Après l'incursion chantante et haute en couleurs menée, à travers Topsy-Turvy (1999) dans le monde de Gilbert et Sullivan rois de l'opérette anglaise du XIXe siècle , Mike Leigh revient, avec All or Nothing, à des évocations plus contemporaines. En l'occurrence, une plongée dans la mouise prolétaire britannique. Moins divertissant ? Eh bien, franchement, ne dissimulons pas, à qui cherche à rigoler le temps d'une séance, qu'on peut trouver plus bidonnant.

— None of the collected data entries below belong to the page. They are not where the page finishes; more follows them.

// Streaming frame envelopes for the Push and RequestReply session variants.

use crate::domain::{DataClass, LootSet, WorldView};
use crate::use_cases::cadence::{CadencePolicy, DueSet};
use crate::use_cases::snapshot::{
    ExfilSnapshot, LooseLootSnapshot, PlayerSnapshot, StashSnapshot, corpses_snapshot,
    enabled_containers_snapshot, exfils_snapshot, loose_loot_snapshot, players_snapshot,
};
use chrono::{DateTime, Utc};
use serde::Serialize;

pub const GAME_ENDED_MESSAGE: &str = "Game has ended. Waiting for new game to start.";

/// Classes a RequestReply cycle can refresh.
pub const REPLY_CLASSES: [DataClass; 4] = [
    DataClass::Players,
    DataClass::LooseLoot,
    DataClass::Corpses,
    DataClass::Exfils,
];

/// Full refresh sent on every Push tick.
#[derive(Debug, Clone, Serialize)]
pub struct PushFrame {
    pub players: Vec<PlayerSnapshot>,
    pub loot: Option<Vec<LooseLootSnapshot>>,
    pub exfils: Vec<ExfilSnapshot>,
    pub corpses: Vec<StashSnapshot>,
    // Null when the container feature is disabled.
    pub containers: Option<Vec<StashSnapshot>>,
}

/// Reply to one `get_data` command; gated fields are null when unchanged.
#[derive(Debug, Clone, Serialize)]
pub struct ReplyFrame {
    pub timestamp: DateTime<Utc>,
    pub players: Vec<PlayerSnapshot>,
    pub loot: Option<Vec<LooseLootSnapshot>>,
    pub exfils: Option<Vec<ExfilSnapshot>>,
    pub corpses: Option<Vec<StashSnapshot>>,
}

/// Last message a session sends when the raid is over.
#[derive(Debug, Clone, Serialize)]
pub struct GameEndedFrame {
    pub message: &'static str,
}

impl Default for GameEndedFrame {
    fn default() -> Self {
        Self {
            message: GAME_ENDED_MESSAGE,
        }
    }
}

pub fn assemble_push_frame(view: &WorldView, policy: &CadencePolicy) -> PushFrame {
    // Loot that has not been read yet streams as empty collections.
    let empty = LootSet::default();
    let loot = view.loot.as_ref().unwrap_or(&empty);
    PushFrame {
        players: players_snapshot(view),
        loot: policy
            .is_enabled(DataClass::LooseLoot)
            .then(|| loose_loot_snapshot(loot)),
        exfils: view
            .exfils
            .as_deref()
            .map(exfils_snapshot)
            .unwrap_or_default(),
        corpses: corpses_snapshot(loot),
        containers: enabled_containers_snapshot(policy, loot),
    }
}

pub fn assemble_reply_frame(
    view: &WorldView,
    due: &DueSet,
    timestamp: DateTime<Utc>,
) -> ReplyFrame {
    let empty = LootSet::default();
    let loot = view.loot.as_ref().unwrap_or(&empty);
    ReplyFrame {
        timestamp,
        players: players_snapshot(view),
        loot: due
            .contains(DataClass::LooseLoot)
            .then(|| loose_loot_snapshot(loot)),
        exfils: due.contains(DataClass::Exfils).then(|| {
            view.exfils
                .as_deref()
                .map(exfils_snapshot)
                .unwrap_or_default()
        }),
        corpses: due
            .contains(DataClass::Corpses)
            .then(|| corpses_snapshot(loot)),
    }
}
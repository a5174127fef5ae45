// One-shot HTTP projections of the current world view.

use crate::domain::DataClass;
use crate::interface_adapters::http::{ApiError, loot_loading};
use crate::interface_adapters::state::AppState;
use crate::use_cases::snapshot::{
    containers_snapshot, corpses_snapshot, exfils_snapshot, game_state_snapshot,
    loose_loot_snapshot, map_snapshot, players_snapshot, quest_snapshot,
};
use crate::use_cases::world_reader::{cached_loot, loaded_exfils, loaded_loot, loaded_quests};

use axum::{
    extract::State,
    http::{StatusCode, header},
    response::{IntoResponse, Response},
};
use serde::Serialize;
use std::sync::Arc;
use tracing::error;

type QueryResult = Result<Response, ApiError>;

// Serialize up front so a failure turns into the generic 500 body.
fn json_ok<T: Serialize>(payload: &T) -> QueryResult {
    let body = serde_json::to_vec(payload).map_err(|e| {
        error!(error = %e, "failed to serialize query response");
        ApiError::internal()
    })?;
    Ok((
        StatusCode::OK,
        [(header::CONTENT_TYPE, "application/json")],
        body,
    )
        .into_response())
}

pub async fn players_handler(State(state): State<Arc<AppState>>) -> QueryResult {
    let view = state
        .reader
        .read_view()
        .map_err(|e| ApiError::from_world(e, "No players found."))?;

    let players = players_snapshot(&view);
    if players.is_empty() {
        return Err(ApiError::not_found("No players found."));
    }
    json_ok(&players)
}

pub async fn map_handler(State(state): State<Arc<AppState>>) -> QueryResult {
    let view = state
        .reader
        .read_view()
        .map_err(|e| ApiError::from_world(e, "Map data is not available."))?;

    json_ok(&map_snapshot(&view.phase))
}

pub async fn game_state_handler(State(state): State<Arc<AppState>>) -> QueryResult {
    // Phase flags are answered in every phase, including between raids.
    json_ok(&game_state_snapshot(&state.reader.phase()))
}

pub async fn loose_loot_handler(State(state): State<Arc<AppState>>) -> QueryResult {
    let view = state.reader.read_view().map_err(loot_loading)?;
    let loot = loaded_loot(&view).map_err(loot_loading)?;

    let items = loose_loot_snapshot(loot);
    if items.is_empty() {
        return Err(ApiError::not_found("No loose loot found."));
    }
    json_ok(&items)
}

pub async fn containers_handler(State(state): State<Arc<AppState>>) -> QueryResult {
    // Served regardless of the streaming container toggle.
    let containers = state
        .reader
        .read_view()
        .and_then(|view| cached_loot(&view, DataClass::Containers).map(containers_snapshot))
        .map_err(|e| ApiError::from_world(e, "Loot data is not available."))?;

    json_ok(&containers)
}

pub async fn corpses_handler(State(state): State<Arc<AppState>>) -> QueryResult {
    let corpses = state
        .reader
        .read_view()
        .and_then(|view| cached_loot(&view, DataClass::Corpses).map(corpses_snapshot))
        .map_err(|e| ApiError::from_world(e, "Loot data is not available."))?;

    json_ok(&corpses)
}

pub async fn quests_handler(State(state): State<Arc<AppState>>) -> QueryResult {
    let quests = state
        .reader
        .read_view()
        .and_then(|view| loaded_quests(&view).map(quest_snapshot))
        .map_err(|e| ApiError::from_world(e, "Quest items or zones data is not available."))?;

    json_ok(&quests)
}

pub async fn exfils_handler(State(state): State<Arc<AppState>>) -> QueryResult {
    let exfils = state
        .reader
        .read_view()
        .and_then(|view| loaded_exfils(&view).map(exfils_snapshot))
        .map_err(|e| ApiError::from_world(e, "No exfil points found."))?;

    if exfils.is_empty() {
        return Err(ApiError::not_found("No exfil points found."));
    }
    json_ok(&exfils)
}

Densité humaine. Mais, comme le rétorque le réalisateur lui-même, tout dépend de ce qu'on attend d'un film : «On peut aussi en espérer une expérience riche, une gamme approfondie d'émotions, de sentiments, et de réflexions.» Et, dans ce cas, oui, les voyages proposés par Mike Leigh font l'affaire. Qu'ils se situent dans un passé bigarré ou dans un présent grisâtre, leur richesse tient à la densité humaine qu'ils irradient, et non à leur cadre ou à leurs décors.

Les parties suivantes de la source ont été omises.